> Exercise aim
Check each line of the material below for "derive" and copy those where it appears.

> Exercise inputs
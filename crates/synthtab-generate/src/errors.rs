use std::fmt;

use thiserror::Error;

/// Marker prepended to issues caused by a caller bug rather than user input.
pub const INTERNAL_ERROR_MARKER: &str = "(internal error)";

/// Category of a generation issue.
#[derive(Debug, Clone, Copy, PartialEq, Eq)]
pub enum IssueKind {
    /// Required field missing or malformed.
    Configuration,
    /// Correlation source values do not coerce into the expected shape.
    CorrelationSource,
    /// Caller bug, e.g. no column type selected.
    Internal,
}

/// One field-level problem found while validating or generating a column.
#[derive(Debug, Clone, PartialEq, Eq)]
pub struct GenerationIssue {
    pub kind: IssueKind,
    /// Dotted path of the offending field, empty when not field-specific.
    pub path: String,
    pub message: String,
}

impl GenerationIssue {
    pub fn new(kind: IssueKind, path: impl Into<String>, message: impl Into<String>) -> Self {
        Self {
            kind,
            path: path.into(),
            message: message.into(),
        }
    }

    pub fn configuration(path: impl Into<String>, message: impl Into<String>) -> Self {
        Self::new(IssueKind::Configuration, path, message)
    }

    pub fn correlation_source(path: impl Into<String>, message: impl Into<String>) -> Self {
        Self::new(IssueKind::CorrelationSource, path, message)
    }

    pub fn internal(message: impl Into<String>) -> Self {
        Self::new(IssueKind::Internal, "", message)
    }
}

impl fmt::Display for GenerationIssue {
    fn fmt(&self, f: &mut fmt::Formatter<'_>) -> fmt::Result {
        if self.kind == IssueKind::Internal {
            write!(f, "{INTERNAL_ERROR_MARKER} ")?;
        }
        if self.path.is_empty() {
            f.write_str(&self.message)
        } else {
            write!(f, "{}: {}", self.path, self.message)
        }
    }
}

/// Aggregated issues for a single generate attempt.
///
/// Validation never stops at the first problem, so this always carries every
/// issue found. An instance returned as an error is never empty.
#[derive(Debug, Clone, Default, PartialEq, Eq, Error)]
#[error("column generation rejected with {} issue(s)", .issues.len())]
pub struct GenerationErrors {
    issues: Vec<GenerationIssue>,
}

impl GenerationErrors {
    pub fn new() -> Self {
        Self::default()
    }

    pub fn single(issue: GenerationIssue) -> Self {
        Self {
            issues: vec![issue],
        }
    }

    pub fn push(&mut self, issue: GenerationIssue) {
        self.issues.push(issue);
    }

    pub fn merge(&mut self, other: GenerationErrors) {
        self.issues.extend(other.issues);
    }

    pub fn is_empty(&self) -> bool {
        self.issues.is_empty()
    }

    pub fn len(&self) -> usize {
        self.issues.len()
    }

    pub fn issues(&self) -> &[GenerationIssue] {
        &self.issues
    }

    /// Human-readable messages, one per issue, in discovery order.
    pub fn messages(&self) -> Vec<String> {
        self.issues.iter().map(ToString::to_string).collect()
    }

    pub fn has_internal(&self) -> bool {
        self.issues
            .iter()
            .any(|issue| issue.kind == IssueKind::Internal)
    }

    /// `Ok(value)` when no issue was recorded, otherwise `Err(self)`.
    pub fn into_result<T>(self, value: T) -> Result<T, GenerationErrors> {
        if self.is_empty() { Ok(value) } else { Err(self) }
    }
}

impl From<GenerationIssue> for GenerationErrors {
    fn from(issue: GenerationIssue) -> Self {
        Self::single(issue)
    }
}

/// Errors emitted around the engine: session bookkeeping and export.
#[derive(Debug, Error)]
pub enum GenerationError {
    #[error(transparent)]
    Rejected(#[from] GenerationErrors),
    #[error("core error: {0}")]
    Core(#[from] synthtab_core::Error),
    #[error("io error: {0}")]
    Io(#[from] std::io::Error),
    #[error("json error: {0}")]
    Json(#[from] serde_json::Error),
    #[error("csv error: {0}")]
    Csv(#[from] csv::Error),
}
use crate::column::{Column, ColumnValue, UnknownColumn};
use crate::error::{Error, Result};

/// Turn raw table rows (header first) into untyped columns.
///
/// Rows may be ragged: a cell beyond the header gets an empty column name and
/// holes before a cell are filled with empty strings so indices stay aligned.
pub fn from_table(rows: &[Vec<String>]) -> Result<Vec<UnknownColumn>> {
    let (names, data) = rows.split_first().ok_or(Error::EmptyTable)?;
    let mut columns: Vec<UnknownColumn> = names
        .iter()
        .map(|name| UnknownColumn {
            name: name.clone(),
            values: Vec::new(),
        })
        .collect();

    for (row_index, row) in data.iter().enumerate() {
        for (column_index, cell) in row.iter().enumerate() {
            if column_index >= columns.len() {
                columns.resize_with(column_index + 1, || UnknownColumn {
                    name: String::new(),
                    values: Vec::new(),
                });
            }
            let values = &mut columns[column_index].values;
            if values.len() < row_index {
                values.resize(row_index, String::new());
            }
            values.push(cell.clone());
        }
    }

    Ok(columns)
}

/// Length of the longest column that holds values.
pub fn longest_column_len(columns: &[Column]) -> Option<usize> {
    columns.iter().filter_map(Column::len).max()
}

/// Preview rows padded against the longest column; missing cells are `None`.
///
/// With no column holding values a single blank row is returned so the
/// headers still render.
pub fn to_rows(columns: &[Column]) -> Vec<Vec<Option<ColumnValue>>> {
    let Some(longest) = longest_column_len(columns) else {
        return vec![vec![None; columns.len()]];
    };

    (0..longest)
        .map(|index| columns.iter().map(|column| column.cell(index)).collect())
        .collect()
}

/// Export records: header row of columns with values, then stringified cells.
///
/// Columns without values are skipped entirely; shorter columns are padded
/// with empty strings.
pub fn to_csv_records(columns: &[Column]) -> Vec<Vec<String>> {
    let Some(longest) = longest_column_len(columns) else {
        return Vec::new();
    };
    let with_values: Vec<&Column> = columns.iter().filter(|column| column.has_values()).collect();

    let mut records = Vec::with_capacity(longest + 1);
    records.push(
        with_values
            .iter()
            .map(|column| column.name().to_string())
            .collect(),
    );
    for index in 0..longest {
        records.push(
            with_values
                .iter()
                .map(|column| {
                    column
                        .cell(index)
                        .map(|value| value.to_string())
                        .unwrap_or_default()
                })
                .collect(),
        );
    }
    records
}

> Solution
#[derive(Debug, Clone, Copy, PartialEq, Eq)]
#[derive(Debug, Clone, PartialEq, Eq)]
#[derive(Debug, Clone, Default, PartialEq, Eq, Error)]
#[derive(Debug, Error)]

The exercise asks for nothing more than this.